(Given information)

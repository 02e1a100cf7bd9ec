use derive_more::Display;

/// Errors raised at the controller, config and DOM boundaries.
/// The decision engine itself never fails.
#[derive(Debug, Clone, PartialEq, Display)]
pub enum SpaceError {
    #[display(fmt = "Element not found: {}", _0)]
    ElementNotFound(String),
    #[display(fmt = "Invalid scale: {}", _0)]
    InvalidScale(f64),
    #[display(fmt = "Invalid config: {}", _0)]
    InvalidConfig(String),
    #[display(fmt = "Browser API error: {}", _0)]
    BrowserApi(String),
}

impl std::error::Error for SpaceError {}

pub type SpaceResult<T> = Result<T, SpaceError>;

/// Reject scales the decision engine cannot divide by.
pub fn ensure_scale(scale: f64) -> SpaceResult<f64> {
    if scale.is_finite() && scale > 0.0 {
        Ok(scale)
    } else {
        Err(SpaceError::InvalidScale(scale))
    }
}
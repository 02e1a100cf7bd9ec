pub mod drag;
pub mod errors;
pub mod events;
pub mod geometry;
pub mod logging;
pub mod space;
use strum::Display as StrumDisplay;

use crate::domain::errors::SpaceResult;
use crate::domain::geometry::{Frame, Position, Size};

/// Boxes managed by the widget
#[derive(Debug, Clone, Copy, PartialEq, Eq, StrumDisplay)]
pub enum Region {
    /// Scrollable viewport (or the page itself)
    #[strum(serialize = "wrapper")]
    Wrapper,
    /// Invisible sizing box that defines the scrollable extent
    #[strum(serialize = "fake-content")]
    FakeContent,
    /// Rendered payload inside the bounding container
    #[strum(serialize = "content")]
    Content,
}

/// Interface to the live layout the widget drives.
///
/// Reads are infallible snapshots of current geometry; writes may fail when
/// the host refuses a style or scroll update.
pub trait SpaceSurface {
    /// Handle of the element being dragged
    type Element;

    /// Size and position of a managed box. For the wrapper the size is the
    /// visible viewport.
    fn frame(&self, region: Region) -> Frame;

    /// Full scrollable extent of the wrapper
    fn scroll_size(&self) -> Size;

    /// Current wrapper scroll offsets, screen space
    fn scroll_offset(&self) -> Position;

    fn scroll_to(&mut self, offset: Position) -> SpaceResult<()>;

    fn resize(&mut self, region: Region, size: Size) -> SpaceResult<()>;

    fn move_to(&mut self, region: Region, position: Position) -> SpaceResult<()>;

    /// Geometry of the dragged element, margins excluded from the position
    fn element_frame(&self, element: &Self::Element) -> Frame;

    fn set_element_margin(&mut self, element: &Self::Element, margin: Position) -> SpaceResult<()>;

    fn set_element_position(&mut self, element: &Self::Element, position: Position) -> SpaceResult<()>;
}
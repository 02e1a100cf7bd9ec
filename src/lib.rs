//! Infinite 2D canvas for the browser: grows a bounding box and auto-scrolls
//! the viewport while an element is dragged towards its edges.

use wasm_bindgen::prelude::*;

use crate::domain::logging::LogComponent;

pub mod application;
pub mod domain;
pub mod drag_state;
pub mod infrastructure;
pub mod presentation;
pub mod throttle;

pub use application::{DragOutcome, InfiniteSpace, SpaceConfig};
pub use domain::drag::{Direction, DragDecision, GeometrySnapshot, calculate_drag};
pub use drag_state::DragState;

/// Install panic hook, console logger and browser clock.
#[wasm_bindgen(start)]
pub fn initialize() {
    console_error_panic_hook::set_once();

    let console_logger = Box::new(infrastructure::services::ConsoleLogger::new_development());
    domain::logging::init_logger(console_logger);

    let browser_time_provider = Box::new(infrastructure::services::BrowserTimeProvider::new());
    domain::logging::init_time_provider(browser_time_provider);

    crate::log_info!(LogComponent::Presentation("Initialize"), "🚀 Infinite space initialized");
}
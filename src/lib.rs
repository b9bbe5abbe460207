pub mod aabb;
pub mod ray;
pub mod config;
pub mod probe;
pub mod numeric;
pub mod interval;
pub mod json_parser;

pub mod prelude;
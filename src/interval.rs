/*

    Responsible for creating a struct that represents
    ranges from a to b and functionality to check if
    x is in range [a,b].

    See also associated constants of Interval class:
    - EMPTY: (inf, -inf)
    - UNIVERSE: (-inf, inf)
    - NONNEGATIVE: [0, inf)

    Rays are tested against boxes over an Interval of
    their parameter t, e.g. [epsilon, inf) for primary
    rays or [0, distance] for shadow rays.

    @author: Bartu
    @date: Sept 2025

*/

use crate::numeric::Float;

#[derive(Debug, Clone, Copy, PartialEq)]
pub struct Interval {
    pub min: Float,
    pub max: Float,
}

impl Interval {

    pub const EMPTY: Self = Self {
        min: FloatConst::INF,
        max: FloatConst::NEG_INF,
    };

    pub const UNIVERSE: Self = Self {
        min: FloatConst::NEG_INF,
        max: FloatConst::INF,
    };

    pub const NONNEGATIVE: Self = Self {
        min: 0.0,
        max: FloatConst::INF,
    };

    pub fn new(min: Float, max: Float) -> Self {
        Self {
            min,
            max,
        }
    }

    /// False for EMPTY and anything else with max < min.
    pub fn validate(&self) -> bool {
        self.max >= self.min
    }

    pub fn contains(&self, x: Float) -> bool {
        self.min <= x && x <= self.max
    }
}

impl Default for Interval {
    fn default() -> Self {
        Self::EMPTY
    }
}


pub trait FloatConst: Copy {
    const INF: Self;
    const NEG_INF: Self;
}

impl FloatConst for f32 {
    const INF: Self = f32::INFINITY;
    const NEG_INF: Self = f32::NEG_INFINITY;
}

impl FloatConst for f64 {
    const INF: Self = f64::INFINITY;
    const NEG_INF: Self = f64::NEG_INFINITY;
}


#[cfg(test)]
mod tests {
    use super::*;

    #[test]
    fn empty_interval_is_invalid() {
        assert!(!Interval::default().validate());
        assert!(Interval::new(2.0, 2.0).validate());
        assert!(!Interval::new(2.0, 1.0).validate());
    }

    #[test]
    fn contains_is_closed() {
        let unit = Interval::new(0.0, 1.0);
        assert!(unit.contains(0.0) && unit.contains(1.0));
        assert!(!unit.contains(1.5));
        assert!(Interval::NONNEGATIVE.contains(Float::INF));
        assert!(Interval::UNIVERSE.contains(Float::MIN));
    }
}
/*

    boxprobe: trace a batch of rays against axis aligned boxes.

    Usage: boxprobe <config>.json [<probe>.json]

    If no probe file is given, "inputFile" of the configuration
    is used. Results are written next to the other renderer
    outputs, i.e. <outputDir>/<outputName>.json

    @date: Nov, 2025
    @author: Bartu

*/

use std::{env, time::Instant};

use fury_bounds::prelude::*;
use fury_bounds::config::Config;
use fury_bounds::probe::{ProbeScene, write_report};

fn main() -> Result<(), Box<dyn std::error::Error>> {

    // Parse args
    let args: Vec<String> = env::args().collect();
    let (config_path, probe_arg) = match args.len() {
        2 => (&args[1], None),
        3 => (&args[1], Some(&args[2])),
        _ => {
            eprintln!("Usage: {} <config>.json [<probe>.json]", args[0]);
            std::process::exit(1);
        }
    };

    // Configuration decides how chatty the console is,
    // so it is read before logging is up
    let config = Config::load(config_path).map_err(|e| {
        eprintln!("Failed to load configuration {}: {}", config_path, e);
        e
    })?;

    // Logging on console
    tracing_subscriber::fmt()
        .with_max_level(config.log_level())
        .init();
    debug!("Configuration:\n {:#?}", config);

    let probe_path = probe_arg.cloned().unwrap_or_else(|| config.input_file.clone());
    if probe_path.is_empty() {
        error!("No probe file given and configuration has no inputFile.");
        std::process::exit(1);
    }

    rayon::ThreadPoolBuilder::new()
        .num_threads(config.max_threads.max(0) as usize)
        .build_global()?;
    info!("Using {} threads", config.thread_count());

    info!("Loading probe from {}...", probe_path);
    let scene = ProbeScene::load(&probe_path).map_err(|e| {
        error!("Failed to load probe: {}", e);
        e
    })?;

    let start = Instant::now();
    let hits = scene.run();
    let hit_count = hits.iter().filter(|h| h.is_hit()).count();
    info!("{} of {} rays hit a box ({:.2?})", hit_count, hits.len(), start.elapsed());

    write_report(config.output_path_with_ext("json"), scene.bounds(), &hits)?;
    info!("Finished execution.");
    Ok(())
}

(End Given information)

▶ Your assignment
Output only the lines from the top of the entries through the one holding "fn scroll_to(&mut self, offset: Position)", copied exactly.

▶ Task response
repository 02e1a100cf7bd9ec
use derive_more::Display;

/// Errors raised at the controller, config and DOM boundaries.
/// The decision engine itself never fails.
#[derive(Debug, Clone, PartialEq, Display)]
pub enum SpaceError {
    #[display(fmt = "Element not found: {}", _0)]
    ElementNotFound(String),
    #[display(fmt = "Invalid scale: {}", _0)]
    InvalidScale(f64),
    #[display(fmt = "Invalid config: {}", _0)]
    InvalidConfig(String),
    #[display(fmt = "Browser API error: {}", _0)]
    BrowserApi(String),
}

impl std::error::Error for SpaceError {}

pub type SpaceResult<T> = Result<T, SpaceError>;

/// Reject scales the decision engine cannot divide by.
pub fn ensure_scale(scale: f64) -> SpaceResult<f64> {
    if scale.is_finite() && scale > 0.0 {
        Ok(scale)
    } else {
        Err(SpaceError::InvalidScale(scale))
    }
}
repository 02e1a100cf7bd9ec
pub mod drag;
pub mod errors;
pub mod events;
pub mod geometry;
pub mod logging;
pub mod space;
use strum::Display as StrumDisplay;

use crate::domain::errors::SpaceResult;
use crate::domain::geometry::{Frame, Position, Size};

/// Boxes managed by the widget
#[derive(Debug, Clone, Copy, PartialEq, Eq, StrumDisplay)]
pub enum Region {
    /// Scrollable viewport (or the page itself)
    #[strum(serialize = "wrapper")]
    Wrapper,
    /// Invisible sizing box that defines the scrollable extent
    #[strum(serialize = "fake-content")]
    FakeContent,
    /// Rendered payload inside the bounding container
    #[strum(serialize = "content")]
    Content,
}

/// Interface to the live layout the widget drives.
///
/// Reads are infallible snapshots of current geometry; writes may fail when
/// the host refuses a style or scroll update.
pub trait SpaceSurface {
    /// Handle of the element being dragged
    type Element;

    /// Size and position of a managed box. For the wrapper the size is the
    /// visible viewport.
    fn frame(&self, region: Region) -> Frame;

    /// Full scrollable extent of the wrapper
    fn scroll_size(&self) -> Size;

    /// Current wrapper scroll offsets, screen space
    fn scroll_offset(&self) -> Position;

    fn scroll_to(&mut self, offset: Position) -> SpaceResult<()>;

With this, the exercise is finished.